On startup, the sample shows a model selection menu:

Option Model Approx. VRAM Needed
0 MiniCPM 2.6 o 8.1B ~5.9 GB VRAM
1 Alibaba Qwen 3 2B (vision) ~2.5 GB VRAM
2 Alibaba Qwen 3 4B (vision) ~4 GB VRAM
3 Alibaba Qwen 3 8B (vision) ~6.5 GB VRAM
4 Google Gemma 3 4B (vision) ~5.7 GB VRAM
5 Google Gemma 3 12B (vision) ~11 GB VRAM
6 Mistral Ministral 3 3B (vision) ~3.5 GB VRAM
7 Mistral Ministral 3 8B (vision) ~6.5 GB VRAM
8 Mistral Ministral 3 14B (vision) ~12 GB VRAM
other Custom model URI depends on model

Any input other than 0-8 is treated as a custom model URI and passed directly to the LM constructor.
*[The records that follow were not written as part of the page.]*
// src/config.rs
use gloo::net::http::Request;
use serde::Deserialize;

pub const CONFIG_URL: &str = "./site-config.json";

/// Fixed values attached to every contact-form submission.
#[derive(Debug, Clone, Deserialize, PartialEq)]
#[serde(default)]
pub struct SiteConfig {
    /// Form `action`: the relay that turns the POST into an email.
    pub relay_action: String,
    pub subject: String,
    pub captcha: bool,
    /// Section the relay sends the visitor back to.
    pub return_anchor: String,
}

impl Default for SiteConfig {
    fn default() -> Self {
        Self {
            relay_action: "https://formsubmit.co/yassine99zbir@gmail.com".into(),
            subject: "Nouveau message du site JLM Mundiapolis".into(),
            captcha: false,
            return_anchor: "contact".into(),
        }
    }
}

pub async fn fetch_site_config(url: &str) -> Result<SiteConfig, String> {
    let resp = Request::get(url)
        .send()
        .await
        .map_err(|e| format!("Failed fetching {url}: {e}"))?;
    if !resp.ok() {
        return Err(format!("Failed fetching {url}: HTTP {}", resp.status()));
    }
    resp.json::<SiteConfig>()
        .await
        .map_err(|e| format!("Failed parsing {url}: {e}"))
}

#[cfg(test)]
mod tests {
    use super::*;
    use pretty_assertions::assert_eq;

    #[test]
    fn missing_keys_fall_back_to_defaults() {
        let cfg: SiteConfig =
            serde_json::from_str(r#"{ "subject": "Hello" }"#).unwrap();
        assert_eq!(
            cfg,
            SiteConfig {
                subject: "Hello".into(),
                ..SiteConfig::default()
            }
        );
    }

    #[test]
    fn bundled_config_matches_defaults() {
        let cfg: SiteConfig =
            serde_json::from_str(include_str!("../site-config.json")).unwrap();
        assert_eq!(cfg, SiteConfig::default());
    }

    #[test]
    fn config_is_fetched_next_to_the_page() {
        assert!(CONFIG_URL.starts_with("./"));
        assert!(CONFIG_URL.ends_with(".json"));
        assert!(include_str!("../index.html").contains("site-config.json"));
    }
}
#[cfg(test)]
mod tests {
    use super::*;
    use pretty_assertions::assert_eq;

    #[test]
    fn rest_pose_has_no_transform() {
        assert_eq!(Pose::REST.to_css(), "transform: none;");
    }

    #[test]
    fn hidden_fade_renders_opacity_and_offset() {
        let css = PRESETS.fade_in.hidden.to_css();
        assert_eq!(css, "opacity: 0;transform: translate3d(0px, 20px, 0px);");
    }

    #[test]
    fn tilt_hover_renders_every_transform() {
        let css = PRESETS.social_card_3d.hover.unwrap().to_css();
        assert!(css.contains("translate3d(0px, 0px, 50px)"));
        assert!(css.contains("scale(1.05)"));
        assert!(css.contains("rotateX(-10deg)"));
        assert!(css.contains("rotateY(15deg)"));
        assert!(css.contains("box-shadow: 0px 30px 50px rgba(0,0,0,0.3);"));
    }

    #[test]
    fn underdamped_spring_overshoots() {
        let bouncy = spring_curve(400.0, 10.0);
        let firm = spring_curve(260.0, 20.0);
        assert!(bouncy.overshoot > firm.overshoot);
        assert!(firm.overshoot > 0.0);
        assert!(bouncy.duration > firm.duration);
    }

    #[test]
    fn critically_damped_spring_does_not_overshoot() {
        // omega = 10, so damping 20 is critical and 40 is overdamped.
        assert_eq!(spring_curve(100.0, 20.0).overshoot, 0.0);
        assert_eq!(spring_curve(100.0, 40.0).overshoot, 0.0);
        assert!(spring_curve(100.0, 40.0).duration > spring_curve(100.0, 20.0).duration);
    }

    #[test]
    fn spring_duration_is_clamped() {
        assert_eq!(spring_curve(1.0, 0.0).duration, 2.0);
        assert_eq!(spring_curve(1_000_000.0, 2_000.0).duration, 0.2);
    }

    #[test]
    fn spring_transition_uses_settle_time() {
        let t = PRESETS.logo.transition;
        let css = t.to_css(0.0);
        assert!(css.starts_with(&format!("transition: all {}s cubic-bezier(0.34, ", t.seconds())));
        assert!(css.ends_with(" 0.3s;"));
    }

    #[test]
    fn tween_transition_adds_extra_delay() {
        assert_eq!(
            PRESETS.fade_in_up.transition.to_css(0.4),
            format!("transition: all 0.8s ease-out {}s;", 0.2f32 + 0.4)
        );
    }

    #[test]
    fn nav_logo_eases_instead_of_bouncing() {
        let t = PRESETS.nav_logo_gestures.transition;
        assert_eq!(t, Transition::tween(0.5));
        assert_eq!(t.to_css(0.0), "transition: all 0.5s ease-out 0s;");
    }

    #[test]
    fn social_intro_rises_like_a_heading_after_a_pause() {
        let intro = PRESETS.intro;
        assert_eq!(intro.hidden, PRESETS.heading.hidden);
        assert_eq!(intro.hidden.y, 30.0);
        assert_eq!(intro.transition.delay, 0.2);
        assert_eq!(intro.transition.seconds(), PRESETS.lead.transition.seconds());
        assert_ne!(intro.hidden, PRESETS.lead.hidden);
    }

    #[test]
    fn stagger_delays_grow_linearly() {
        let s = PRESETS.stagger;
        let delays: Vec<f32> = (0..3).map(|i| s.delay(i)).collect();
        assert_eq!(delays[0], 0.0);
        assert_eq!(delays[1], 0.2);
        assert!((delays[2] - 2.0 * delays[1]).abs() < f32::EPSILON);
    }

    #[test]
    fn loop_css_mirrors_when_asked() {
        assert_eq!(
            PRESETS.float.delayed(0.5).to_css(),
            "animation: motion-float 5s ease-in-out 0.5s infinite alternate;"
        );
        assert_eq!(
            PRESETS.spin.to_css(),
            "animation: motion-spin 20s linear 0s infinite;"
        );
    }

    #[test]
    fn parallax_ignores_overscroll() {
        assert!((parallax_offset(100.0, PRESETS.parallax.hero_layer) - 30.0).abs() < 1e-9);
        assert_eq!(parallax_offset(-40.0, 0.5), 0.0);
    }
}
// src/sections/activities.rs
use yew::prelude::*;

use crate::content::{Activity, ACTIVITIES, ACTIVITIES_TITLE};
use crate::motion::{Motion, PRESETS};

// Icons start their sway half a second apart.
const SWAY_STEP: f32 = 0.5;

fn activity_card(index: usize, activity: &Activity) -> Html {
    let sway = if activity.reverse {
        PRESETS.float.keyframes("motion-float-reverse")
    } else {
        PRESETS.float
    }
    .delayed(index as f32 * SWAY_STEP);

    html! {
        <Motion
            class={classes!(
                "bg-white", "p-6", "rounded-lg", "shadow-lg", "border-t-4", "perspective-1000",
                activity.border_class
            )}
            style="transform-style: preserve-3d;"
            entrance={&PRESETS.fade_in}
            gestures={&PRESETS.social_card_3d}
            delay={PRESETS.stagger.delay(index)}
        >
            <div style="transform: translateZ(20px);">
                <Motion
                    class={classes!("text-4xl", "mb-4", "text-center", activity.text_class)}
                    looping={sway}
                >
                    { activity.icon }
                </Motion>
                <h3 class={classes!("text-2xl", "font-bold", "mb-4", "text-center", activity.text_class)}>
                    { activity.title }
                </h3>
                <ul class="space-y-2 text-gray-700">
                    { for activity.items.iter().map(|item| html! {
                        <li class="flex items-center">
                            <span class="mr-2">{ "✅" }</span>
                            <span>{ *item }</span>
                        </li>
                    }) }
                </ul>
            </div>
        </Motion>
    }
}

#[function_component(Activities)]
pub fn activities() -> Html {
    html! {
        <Motion
            tag="section"
            id="activities"
            class="py-16 px-4 bg-white"
            entrance={&PRESETS.fade_in_up}
        >
            <div class="container mx-auto max-w-6xl">
                <h2 class="text-3xl md:text-4xl font-bold text-center mb-12 text-green-700">
                    { ACTIVITIES_TITLE }
                </h2>
                <div class="grid grid-cols-1 md:grid-cols-3 gap-8">
                    { for ACTIVITIES.iter().enumerate().map(|(i, a)| activity_card(i, a)) }
                </div>
            </div>
        </Motion>
    }
}
// src/sections/footer.rs
use yew::prelude::*;

use crate::content::{copyright, CLUB_NAME, LOGO_SRC, SOCIAL_CHANNELS, TAGLINE};
use crate::motion::{Motion, PRESETS};

fn current_year() -> u32 {
    js_sys::Date::new_0().get_full_year()
}

#[function_component(Footer)]
pub fn footer() -> Html {
    html! {
        <footer class="bg-gradient-to-r from-green-600 to-yellow-400 text-white py-8">
            <div class="container mx-auto px-4">
                <div class="flex flex-col md:flex-row justify-between items-center">
                    <div class="mb-6 md:mb-0 flex items-center">
                        <Motion
                            class="mr-4"
                            entrance={&PRESETS.nav_logo}
                            gestures={&PRESETS.footer_logo_gestures}
                        >
                            <img src={LOGO_SRC} alt="JLM Logo" class="h-16 w-16" />
                        </Motion>
                        <div>
                            <h3 class="text-xl font-bold mb-2">{ CLUB_NAME }</h3>
                            <p class="text-white opacity-80">{ TAGLINE }</p>
                        </div>
                    </div>
                    <div class="flex flex-col items-center md:items-end">
                        <div class="flex space-x-4 mb-4">
                            { for SOCIAL_CHANNELS.iter().map(|c| html! {
                                <a
                                    href={c.href}
                                    target="_blank"
                                    rel="noopener noreferrer"
                                    aria-label={c.name}
                                    class="text-white hover:text-white hover:opacity-80 transition duration-300"
                                >
                                    <span class="text-2xl">{ c.footer_icon }</span>
                                </a>
                            }) }
                        </div>
                        <p class="text-sm text-white opacity-80">{ copyright(current_year()) }</p>
                    </div>
                </div>
            </div>
        </footer>
    }
}
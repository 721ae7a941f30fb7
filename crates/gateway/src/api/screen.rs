//! HTTP handlers for the screening pipeline.
//!
//! Extraction and classification are independently callable, plus the
//! composed channel-to-scored-messages operation.

use axum::extract::State;
use axum::http::StatusCode;
use axum::response::{IntoResponse, Json, Response};
use mw_domain::error::Error;
use mw_domain::message::Message;
use serde::Deserialize;

use crate::state::AppState;

// ━━━━━━━━━━━━━━━━━━━━━━━━━━━━━━━━━━━━━━━━━━━━━━━━━━━━━━━━━━━━━━━━━━
// Error mapping
// ━━━━━━━━━━━━━━━━━━━━━━━━━━━━━━━━━━━━━━━━━━━━━━━━━━━━━━━━━━━━━━━━━━

/// Pipeline error as an HTTP response.
///
/// Channel lookup failures map to 404, membership failures to 403;
/// upstream data or protocol failures surface as 502; local
/// misconfiguration as 500.
pub struct ApiError(Error);

impl From<Error> for ApiError {
    fn from(e: Error) -> Self {
        Self(e)
    }
}

impl IntoResponse for ApiError {
    fn into_response(self) -> Response {
        let status = match &self.0 {
            Error::ChannelNotFound(_) => StatusCode::NOT_FOUND,
            Error::JoinForbidden { .. } => StatusCode::FORBIDDEN,
            Error::Config(_) | Error::Auth(_) => StatusCode::INTERNAL_SERVER_ERROR,
            _ => StatusCode::BAD_GATEWAY,
        };
        tracing::warn!(status = %status, error = %self.0, "request failed");
        (
            status,
            Json(serde_json::json!({ "error": self.0.to_string() })),
        )
            .into_response()
    }
}

// ━━━━━━━━━━━━━━━━━━━━━━━━━━━━━━━━━━━━━━━━━━━━━━━━━━━━━━━━━━━━━━━━━━
// Request bodies
// ━━━━━━━━━━━━━━━━━━━━━━━━━━━━━━━━━━━━━━━━━━━━━━━━━━━━━━━━━━━━━━━━━━

#[derive(Debug, Deserialize)]
pub struct ChannelRequest {
    pub channel: String,
    /// Overrides the configured threshold when present.
    #[serde(default)]
    pub threshold: Option<f32>,
}

#[derive(Debug, Deserialize)]
pub struct ClassifyRequest {
    pub messages: Vec<Message>,
    #[serde(default)]
    pub threshold: Option<f32>,
}

#[derive(Debug, Deserialize)]
pub struct PostRequest {
    pub target: String,
    pub text: String,
}

// ━━━━━━━━━━━━━━━━━━━━━━━━━━━━━━━━━━━━━━━━━━━━━━━━━━━━━━━━━━━━━━━━━━
// Handlers
// ━━━━━━━━━━━━━━━━━━━━━━━━━━━━━━━━━━━━━━━━━━━━━━━━━━━━━━━━━━━━━━━━━━

pub async fn health() -> impl IntoResponse {
    Json(serde_json::json!({ "status": "ok" }))
}

pub async fn extract(
    State(state): State<AppState>,
    Json(req): Json<ChannelRequest>,
) -> Result<Json<Vec<Message>>, ApiError> {
    let messages = state.pipeline.fetch_all_messages(&req.channel).await?;
    Ok(Json(messages))
}

pub async fn classify(
    State(state): State<AppState>,
    Json(req): Json<ClassifyRequest>,
) -> Result<Response, ApiError> {
    let threshold = req
        .threshold
        .unwrap_or(state.pipeline.config().threshold);
    let scored = state.pipeline.classify(&req.messages, threshold).await?;
    Ok(Json(mw_pipeline::sink::to_json(&scored)?).into_response())
}

pub async fn screen(
    State(state): State<AppState>,
    Json(req): Json<ChannelRequest>,
) -> Result<Response, ApiError> {
    let threshold = req
        .threshold
        .unwrap_or(state.pipeline.config().threshold);
    let scored = state
        .pipeline
        .extract_and_classify(&req.channel, threshold)
        .await?;
    Ok(Json(mw_pipeline::sink::to_json(&scored)?).into_response())
}

pub async fn post(
    State(state): State<AppState>,
    Json(req): Json<PostRequest>,
) -> Result<Response, ApiError> {
    state.platform.post_message(&req.target, &req.text).await?;
    Ok(Json(serde_json::json!({ "posted": true })).into_response())
}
Additional models loaded automatically:

  • Embedding model: embeddinggemma-300m - used for semantic passage retrieval.
  • Vision OCR model (when using document understanding): lightonocr1025:1b - lightweight vision model for page analysis.

🧠 Supported Models

The sample is pre-wired to LM-Kit's predefined model cards:

Chat models:

  • minicpm-o
  • qwen3-vl:2b / qwen3-vl:4b / qwen3-vl:8b
  • gemma3:4b / gemma3:12b
  • ministral3:3b / ministral3:8b / ministral3:14b

Embedding model:

  • embeddinggemma-300m

Document understanding model:

  • lightonocr1025:1b

Internally:

// Chat model selection
modelUri = ModelCard
    .GetPredefinedModelCardByModelID("qwen3-vl:4b")
    .ModelUri;

// Embedding model (auto-loaded)
LM embeddingModel = LM.LoadFromModelID("embeddinggemma-300m");

// Vision OCR for document understanding
var visionParser = new VlmOcr(LM.LoadFromModelID("lightonocr1025:1b"));

You can also provide any valid model URI manually (including local paths or custom model servers) by typing/pasting it when prompted.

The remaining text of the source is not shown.